私は、癖のあるちょっと変なキャラクターが好きだ。今回の漫画でも、どえむだったり、猟奇的だったり・・と、一人一人にひと癖ずつ与えた。
その結果、キャラクターが勝手に動きまくり、思いがけない方向へ話は向かった。
彼らの性格に振り回されてしまったといえばそうなのだが、キャラクターが自然と物語を進めてくれるような感覚があると、自分でも納得のいくものが出来る。
それは、やっと自分が彼らの性格や個性を掴んだ瞬間だったのだと思う。自分で作ったキャラクターなのに、変な話ではあるのだが。
今回描いた物語は、ある男子高校生が、ちょっと歪んだ愛を与えてくれる「誰か」に恋焦がれ、妄想し、それが現実に・・そんなお話だ。
自分の理想を追い求める主人公だが、そうそう上手くはいかない。当初、オチで夢見がちな主人公に制裁をくわえてやろう!なんて思っていたのだが、それが本人にはご褒美だったらしい。
主人公に制裁を加えてくれた南波君の、それまでのあらゆる奇行、西さんのラスト直前までの扱いなどは、実はネームを描きながら思いつきで突っ込んだ要素ばかりである。正直物語中盤からはすべてその瞬間のひらめきでつくりあげたもの・・といっても過言ではない。物語をどう進めようかとじっと考えるのは不向きらしい。

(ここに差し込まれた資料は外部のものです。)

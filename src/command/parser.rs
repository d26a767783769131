//! Command grammar
//!
//! ```text
//! line       := statement (';' statement)*
//! statement  := 'engine' '.' 'apply_impulse' '(' 'obj' ',' expr [',' expr] ')'
//!             | 'engine' '.' 'set_gravity' '(' expr ')'
//!             | expr '=' expr            (only `engine.gravity` is writable)
//!             | expr
//! expr       := term (('+' | '-') term)*
//! term       := unary (('*' | '/') unary)*
//! unary      := ('-' | '+') unary | postfix
//! postfix    := primary ('.' ('x' | 'y'))*
//! primary    := NUMBER | '(' expr ')' | 'Vector2D' '(' expr ',' expr ')'
//!             | 'engine' '.' ('gravity' | 'get_gravity' '(' ')' | 'get_position' '(' ')')
//!             | 'obj' '.' ('position' | 'velocity' | 'mass' | 'radius')
//! ```
//!
//! Names are resolved while parsing, so anything outside the three bound
//! names is rejected before a single statement runs.

use super::lexer::{Token, TokenKind, tokenize};
use crate::consts::{MAX_COMMAND_LEN, MAX_EXPR_DEPTH, MAX_STATEMENTS};
use crate::error::CommandError;

/// Read-only engine/body state reachable from command text
#[derive(Debug, Clone, Copy, PartialEq, Eq)]
pub enum Quantity {
    Gravity,
    Position,
    Velocity,
    Mass,
    Radius,
}

#[derive(Debug, Clone, Copy, PartialEq, Eq)]
pub enum Axis {
    X,
    Y,
}

#[derive(Debug, Clone, Copy, PartialEq, Eq)]
pub enum BinOp {
    Add,
    Sub,
    Mul,
    Div,
}

#[derive(Debug, Clone, PartialEq)]
pub enum Expr {
    Number(f64),
    Read(Quantity),
    /// `Vector2D(x, y)`
    Vector(Box<Expr>, Box<Expr>),
    Component(Box<Expr>, Axis),
    Neg(Box<Expr>),
    Binary(BinOp, Box<Expr>, Box<Expr>),
}

/// One parsed statement
#[derive(Debug, Clone, PartialEq)]
pub enum Command {
    /// Impulse vector, divided by the body's mass when applied
    ApplyImpulse { impulse: Expr },
    SetGravity { value: Expr },
    GetPosition,
    /// Evaluate and report an arbitrary read-only expression
    Inspect(Expr),
}

/// Call argument: the body handle is only meaningful as an argument
enum Arg {
    Body,
    Value(Expr),
}

/// Parse a full command line into statements
pub fn parse(src: &str) -> Result<Vec<Command>, CommandError> {
    if src.len() > MAX_COMMAND_LEN {
        return Err(CommandError::TooLong {
            len: src.len(),
            max: MAX_COMMAND_LEN,
        });
    }
    let tokens = tokenize(src)?;
    Parser::new(src, tokens).line()
}

struct Parser<'a> {
    src: &'a str,
    tokens: Vec<Token>,
    pos: usize,
    depth: usize,
}

impl<'a> Parser<'a> {
    fn new(src: &'a str, tokens: Vec<Token>) -> Self {
        Self {
            src,
            tokens,
            pos: 0,
            depth: 0,
        }
    }

    fn peek(&self) -> &TokenKind {
        &self.tokens[self.pos].kind
    }

    fn peek_at(&self, offset: usize) -> &TokenKind {
        let idx = (self.pos + offset).min(self.tokens.len() - 1);
        &self.tokens[idx].kind
    }

    fn column(&self) -> usize {
        self.tokens[self.pos].column
    }

    fn advance(&mut self) -> TokenKind {
        let kind = self.tokens[self.pos].kind.clone();
        if self.pos < self.tokens.len() - 1 {
            self.pos += 1;
        }
        kind
    }

    fn eat(&mut self, kind: &TokenKind) -> bool {
        if self.peek() == kind {
            self.advance();
            true
        } else {
            false
        }
    }

    fn expect(&mut self, kind: TokenKind, expected: &'static str) -> Result<(), CommandError> {
        if self.eat(&kind) {
            Ok(())
        } else {
            Err(self.syntax(expected))
        }
    }

    fn syntax(&self, expected: &'static str) -> CommandError {
        CommandError::Syntax {
            expected,
            found: self.peek().describe(),
            column: self.column(),
        }
    }

    fn enter(&mut self) -> Result<(), CommandError> {
        self.depth += 1;
        if self.depth > MAX_EXPR_DEPTH {
            return Err(CommandError::TooDeep {
                max: MAX_EXPR_DEPTH,
            });
        }
        Ok(())
    }

    fn leave(&mut self) {
        self.depth -= 1;
    }

    fn line(mut self) -> Result<Vec<Command>, CommandError> {
        let mut commands = Vec::new();
        loop {
            while self.eat(&TokenKind::Semicolon) {}
            if *self.peek() == TokenKind::End {
                break;
            }
            if commands.len() == MAX_STATEMENTS {
                let count = self.count_remaining_statements() + commands.len();
                return Err(CommandError::TooManyStatements {
                    count,
                    max: MAX_STATEMENTS,
                });
            }
            commands.push(self.statement()?);
            if !matches!(self.peek(), TokenKind::Semicolon | TokenKind::End) {
                return Err(self.syntax("';' or end of input"));
            }
        }
        Ok(commands)
    }

    /// Rough count of the statements left, for the error message only
    fn count_remaining_statements(&self) -> usize {
        let mut count = 0;
        let mut in_statement = false;
        for token in &self.tokens[self.pos..] {
            match token.kind {
                TokenKind::Semicolon | TokenKind::End => in_statement = false,
                _ if !in_statement => {
                    in_statement = true;
                    count += 1;
                }
                _ => {}
            }
        }
        count
    }

    fn statement(&mut self) -> Result<Command, CommandError> {
        if self.is_engine_call("apply_impulse") {
            return self.apply_impulse();
        }
        if self.is_engine_call("set_gravity") {
            self.pos += 3;
            let values = values_only(self.call_args()?)?;
            return match <[Expr; 1]>::try_from(values) {
                Ok([value]) => Ok(Command::SetGravity { value }),
                Err(values) => Err(CommandError::Arity {
                    callee: "set_gravity",
                    expected: "1",
                    got: values.len(),
                }),
            };
        }

        let start_column = self.column();
        let expr = self.expr()?;

        if *self.peek() == TokenKind::Assign {
            let target = self.source_between(start_column, self.column());
            self.advance();
            if expr != Expr::Read(Quantity::Gravity) || target.ends_with(')') {
                return Err(CommandError::ReadOnly { target });
            }
            let value = self.expr()?;
            return Ok(Command::SetGravity { value });
        }

        Ok(match expr {
            Expr::Read(Quantity::Position) => Command::GetPosition,
            other => Command::Inspect(other),
        })
    }

    fn is_engine_call(&self, method: &str) -> bool {
        matches!(self.peek(), TokenKind::Ident(name) if name == "engine")
            && *self.peek_at(1) == TokenKind::Dot
            && matches!(self.peek_at(2), TokenKind::Ident(name) if name == method)
            && *self.peek_at(3) == TokenKind::LParen
    }

    fn apply_impulse(&mut self) -> Result<Command, CommandError> {
        self.pos += 3;
        let args = self.call_args()?;
        let got = args.len();
        let mut args = args.into_iter();

        let impulse = match (args.next(), args.next(), args.next(), args.next()) {
            (Some(Arg::Body), Some(Arg::Value(x)), Some(Arg::Value(y)), None) => {
                Expr::Vector(Box::new(x), Box::new(y))
            }
            (Some(Arg::Body), Some(Arg::Value(v)), None, None) => v,
            (_, Some(Arg::Body), _, _) | (_, _, Some(Arg::Body), _) => {
                return Err(CommandError::NotAValue { name: "obj" });
            }
            _ => {
                return Err(CommandError::Arity {
                    callee: "apply_impulse",
                    expected: "(obj, x, y) or (obj, vector)",
                    got,
                });
            }
        };
        Ok(Command::ApplyImpulse { impulse })
    }

    /// Arguments after an opening '(' through the closing ')'
    fn call_args(&mut self) -> Result<Vec<Arg>, CommandError> {
        self.expect(TokenKind::LParen, "'('")?;
        let mut args = Vec::new();
        if self.eat(&TokenKind::RParen) {
            return Ok(args);
        }
        loop {
            let is_body = matches!(self.peek(), TokenKind::Ident(name) if name == "obj")
                && matches!(self.peek_at(1), TokenKind::Comma | TokenKind::RParen);
            if is_body {
                self.advance();
                args.push(Arg::Body);
            } else {
                args.push(Arg::Value(self.expr()?));
            }
            if self.eat(&TokenKind::RParen) {
                return Ok(args);
            }
            self.expect(TokenKind::Comma, "',' or ')'")?;
        }
    }

    fn no_args(&mut self, callee: &'static str) -> Result<(), CommandError> {
        let args = self.call_args()?;
        if !args.is_empty() {
            return Err(CommandError::Arity {
                callee,
                expected: "0",
                got: args.len(),
            });
        }
        Ok(())
    }

    fn expr(&mut self) -> Result<Expr, CommandError> {
        self.enter()?;
        let mut lhs = self.term()?;
        loop {
            let op = match self.peek() {
                TokenKind::Plus => BinOp::Add,
                TokenKind::Minus => BinOp::Sub,
                _ => break,
            };
            self.advance();
            let rhs = self.term()?;
            lhs = Expr::Binary(op, Box::new(lhs), Box::new(rhs));
        }
        self.leave();
        Ok(lhs)
    }

    fn term(&mut self) -> Result<Expr, CommandError> {
        let mut lhs = self.unary()?;
        loop {
            let op = match self.peek() {
                TokenKind::Star => BinOp::Mul,
                TokenKind::Slash => BinOp::Div,
                _ => break,
            };
            self.advance();
            let rhs = self.unary()?;
            lhs = Expr::Binary(op, Box::new(lhs), Box::new(rhs));
        }
        Ok(lhs)
    }

    fn unary(&mut self) -> Result<Expr, CommandError> {
        self.enter()?;
        let expr = match self.peek() {
            TokenKind::Minus => {
                self.advance();
                Expr::Neg(Box::new(self.unary()?))
            }
            TokenKind::Plus => {
                self.advance();
                self.unary()?
            }
            _ => self.postfix()?,
        };
        self.leave();
        Ok(expr)
    }

    fn postfix(&mut self) -> Result<Expr, CommandError> {
        let mut expr = self.primary()?;
        while self.eat(&TokenKind::Dot) {
            let axis = match self.advance() {
                TokenKind::Ident(name) if name == "x" => Axis::X,
                TokenKind::Ident(name) if name == "y" => Axis::Y,
                TokenKind::Ident(member) => {
                    return Err(CommandError::UnknownMember {
                        target: "value",
                        member,
                    });
                }
                other => {
                    return Err(CommandError::Syntax {
                        expected: "'x' or 'y'",
                        found: other.describe(),
                        column: self.tokens[self.pos.saturating_sub(1)].column,
                    });
                }
            };
            expr = Expr::Component(Box::new(expr), axis);
        }
        Ok(expr)
    }

    fn primary(&mut self) -> Result<Expr, CommandError> {
        match self.peek().clone() {
            TokenKind::Number(n) => {
                self.advance();
                Ok(Expr::Number(n))
            }
            TokenKind::LParen => {
                self.advance();
                let inner = self.expr()?;
                self.expect(TokenKind::RParen, "')'")?;
                Ok(inner)
            }
            TokenKind::Ident(name) => {
                self.advance();
                match name.as_str() {
                    "Vector2D" => self.vector_ctor(),
                    "engine" => self.engine_member(),
                    "obj" => self.body_member(),
                    _ => Err(CommandError::UnknownName { name }),
                }
            }
            _ => Err(self.syntax("a value")),
        }
    }

    fn vector_ctor(&mut self) -> Result<Expr, CommandError> {
        if *self.peek() != TokenKind::LParen {
            return Err(CommandError::NotAValue { name: "Vector2D" });
        }
        let values = values_only(self.call_args()?)?;
        match <[Expr; 2]>::try_from(values) {
            Ok([x, y]) => Ok(Expr::Vector(Box::new(x), Box::new(y))),
            Err(values) => Err(CommandError::Arity {
                callee: "Vector2D",
                expected: "2",
                got: values.len(),
            }),
        }
    }

    fn member_name(&mut self, target: &'static str) -> Result<String, CommandError> {
        if !self.eat(&TokenKind::Dot) {
            return Err(CommandError::NotAValue { name: target });
        }
        match self.advance() {
            TokenKind::Ident(member) => Ok(member),
            other => Err(CommandError::Syntax {
                expected: "a member name",
                found: other.describe(),
                column: self.tokens[self.pos.saturating_sub(1)].column,
            }),
        }
    }

    fn engine_member(&mut self) -> Result<Expr, CommandError> {
        let member = self.member_name("engine")?;
        match member.as_str() {
            "gravity" => Ok(Expr::Read(Quantity::Gravity)),
            "get_gravity" => {
                self.no_args("get_gravity")?;
                Ok(Expr::Read(Quantity::Gravity))
            }
            "get_position" => {
                self.no_args("get_position")?;
                Ok(Expr::Read(Quantity::Position))
            }
            "apply_impulse" => Err(CommandError::NotAValue {
                name: "engine.apply_impulse",
            }),
            "set_gravity" => Err(CommandError::NotAValue {
                name: "engine.set_gravity",
            }),
            _ => Err(CommandError::UnknownMember {
                target: "engine",
                member,
            }),
        }
    }

    fn body_member(&mut self) -> Result<Expr, CommandError> {
        let member = self.member_name("obj")?;
        let quantity = match member.as_str() {
            "position" => Quantity::Position,
            "velocity" => Quantity::Velocity,
            "mass" => Quantity::Mass,
            "radius" => Quantity::Radius,
            _ => {
                return Err(CommandError::UnknownMember {
                    target: "obj",
                    member,
                });
            }
        };
        Ok(Expr::Read(quantity))
    }

    /// Trimmed source text from `start` up to (not including) `end`, by column
    fn source_between(&self, start: usize, end: usize) -> String {
        self.src
            .chars()
            .skip(start - 1)
            .take(end.saturating_sub(start))
            .collect::<String>()
            .trim()
            .to_string()
    }
}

いきあたりばったり感が否めないが、ともかく楽しく描けたし、キャラクターにも愛着がわいて、良かったと思う。主人公みたいなやつがホントにいたら嫌だけど(←)、彼のお陰で話が盛り上がったわけだから、一応感謝したい。
そして、今回の漫画は「漫画制作P」として記録をとり、皆で会議や合宿をして作り上げた。やはり作品を作る途中は何度も立ち止り、これでいいのかと悩んだ。そんな悩みを、同じ物作りをしている仲間と考え、意見をもらう。そのありがたさ、重要性を今回強く感じ、そういった意味では漫画は一人で描くものではないのだなと思った。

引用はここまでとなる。